There are only three known human retroviruses: Human T-cell leukemia virus types I and II (HTLV , the causative agent of adult T-cell leukemia); Human immunodeficiency virus types I and II (HIV, which leads to AIDS), and now XMRV -- xenotropic murine leukaemia virus-related virus.
Xenotropic refers to viruses that only replicate in cells other than those of the host species. So, XRVs are viruses that infect human cells yet are not human viruses.
Known human retroviruses infect 40–50 million people worldwide. However, there have been suggestions of unknown retroviruses in human disease, including breast cancer and primary biliary cirrhosis. Human endogenous (germline-transmitted) retroviruses have also been implicated in other cancers (these are called oncogenic human retroviruses or oncogenes) and in certain autoimmune diseases.
In 2009, researchers reported finding XMRV DNA in two thirds of 101 people with chronic fatigue syndrome (CFS) but in only 4% of healthy controls.
There is potential biohazard risk from this XMRV for humans. The fact that productively infected cells in laboratory settings have spread infection to other cell lines, raises the possibility that laboratory workers could have been unknowingly exposed to the virus.
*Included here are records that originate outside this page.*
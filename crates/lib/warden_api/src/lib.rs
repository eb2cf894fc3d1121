//! # warden_api
//!
//! HTTP API library for Warden.

pub mod config;
pub mod error;
pub mod extract;
pub mod handlers;
pub mod middleware;
pub mod models;
pub mod routes;

use std::sync::Arc;

use axum::Router;
use axum::routing::{MethodRouter, delete, get, post};
use tower_http::cors::{Any, CorsLayer};
use warden_core::auth::{AuthService, TokenService};
use warden_core::rbac::catalog;
use warden_core::repo::{Repositories, Resources};
use warden_core::store::Storage;

use crate::config::ApiConfig;
use crate::handlers::{auth, health, roles, users, whoami};
use crate::middleware::auth::{AuthGate, optional_auth, require_auth};

/// Shared application state passed to all handlers.
#[derive(Clone)]
pub struct AppState {
    pub auth: AuthService,
    pub repos: Repositories,
    /// System of record, for health checks.
    pub storage: Arc<dyn Storage>,
}

impl AppState {
    pub fn new(res: &Resources, tokens: Arc<TokenService>, config: &ApiConfig) -> Self {
        Self {
            auth: AuthService::new(res, tokens, config.auth_settings()),
            repos: Repositories::new(res),
            storage: res.storage.clone(),
        }
    }

    pub fn tokens(&self) -> &TokenService {
        self.auth.tokens()
    }
}

/// Run embedded database migrations.
///
/// Delegates to `warden_core::migrate::migrate()` which owns the migration files.
pub async fn migrate(pool: &sqlx::PgPool) -> Result<(), sqlx::migrate::MigrateError> {
    warden_core::migrate::migrate(pool).await
}

/// Wrap `route` so it only runs for callers holding one of `required`.
/// An empty set only demands a valid access token.
fn guarded(
    state: &AppState,
    required: &'static [&'static str],
    route: MethodRouter<AppState>,
) -> MethodRouter<AppState> {
    route.route_layer(axum::middleware::from_fn_with_state(
        AuthGate::new(state.clone(), required),
        require_auth,
    ))
}

/// Builds the Axum router with all routes and shared state.
pub fn router(state: AppState) -> Router {
    let cors = CorsLayer::new()
        .allow_origin(Any)
        .allow_methods(Any)
        .allow_headers(Any);

    let public = Router::new()
        .route(routes::GET_HEALTH, get(health::health_handler))
        .route(routes::POST_AUTH_LOGIN, post(auth::login_handler))
        .route(routes::POST_AUTH_REGISTER, post(auth::register_handler))
        .route(routes::POST_AUTH_REFRESH, post(auth::refresh_handler))
        .route(
            routes::GET_WHOAMI,
            get(whoami::whoami_handler).route_layer(axum::middleware::from_fn_with_state(
                state.clone(),
                optional_auth,
            )),
        );

    let protected = Router::new()
        .route(
            routes::POST_AUTH_LOGOUT,
            guarded(&state, &[], post(auth::logout_handler)),
        )
        .route(
            routes::GET_USERS_ME,
            guarded(&state, &[catalog::USER_ME], get(users::me_handler)),
        )
        .route(
            routes::USERS,
            guarded(&state, &[catalog::USER_LIST], get(users::list_users_handler)),
        )
        .route(
            routes::USERS_ID,
            guarded(&state, &[catalog::USER_READ], get(users::get_user_handler)).merge(guarded(
                &state,
                &[catalog::USER_DELETE],
                delete(users::delete_user_handler),
            )),
        )
        .route(
            routes::POST_USERS_ID_ROLES,
            guarded(
                &state,
                &[catalog::USER_ROLE_CREATE],
                post(users::assign_role_handler),
            ),
        )
        .route(
            routes::ROLES,
            guarded(&state, &[catalog::ROLE_LIST], get(roles::list_roles_handler)).merge(guarded(
                &state,
                &[catalog::ROLE_CREATE],
                post(roles::create_role_handler),
            )),
        )
        .route(
            routes::POST_ROLES_ID_PERMISSIONS,
            guarded(
                &state,
                &[catalog::ROLE_PERMISSION_CREATE],
                post(roles::grant_permission_handler),
            ),
        );

    Router::new()
        .merge(public)
        .merge(protected)
        .layer(cors)
        .with_state(state)
}
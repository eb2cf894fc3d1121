//! Identity echo for optionally-authenticated callers.

use axum::{Extension, Json};

use crate::middleware::auth::MaybeAuthenticated;
use crate::models::WhoamiResponse;

/// `GET /api/v1/whoami`: who the token says the caller is, if anyone.
pub async fn whoami_handler(
    Extension(MaybeAuthenticated(ctx)): Extension<MaybeAuthenticated>,
) -> Json<WhoamiResponse> {
    Json(match ctx {
        Some(ctx) => WhoamiResponse {
            authenticated: true,
            user_id: Some(ctx.user_id),
            roles: ctx.roles,
            permissions: ctx.permissions,
        },
        None => WhoamiResponse {
            authenticated: false,
            user_id: None,
            roles: Vec::new(),
            permissions: Vec::new(),
        },
    })
}
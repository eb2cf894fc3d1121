//! Input validation shared by the auth flows.

use std::sync::LazyLock;

use regex::Regex;

static EMAIL_RE: LazyLock<Regex> = LazyLock::new(|| {
    Regex::new(r"^[A-Za-z0-9._%+\-]+@[A-Za-z0-9](?:[A-Za-z0-9\-]*[A-Za-z0-9])?(?:\.[A-Za-z0-9](?:[A-Za-z0-9\-]*[A-Za-z0-9])?)*$")
        .expect("email regex is valid")
});

/// Loose syntactic email check.
pub fn is_valid_email(email: &str) -> bool {
    email.len() <= 254 && EMAIL_RE.is_match(email)
}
In 2022, a diagnostic test for XMRV, known as the Simplex XMRV test, become available.
The detection of integrated XMRV proviruses in prostate cancer tissue proves it to be a genuine virus that replicates in human cells, leaving the question: how did XMRV enter the human population? There are two possible routes: either via direct virus transmission from mouse to human or via the use of mouse-related products by humans, including vaccines. We hypothesize that mouse cells or human cell lines used for vaccine production could have been contaminated with a replicating variant of the XMRV precursors encoded by the mouse genome.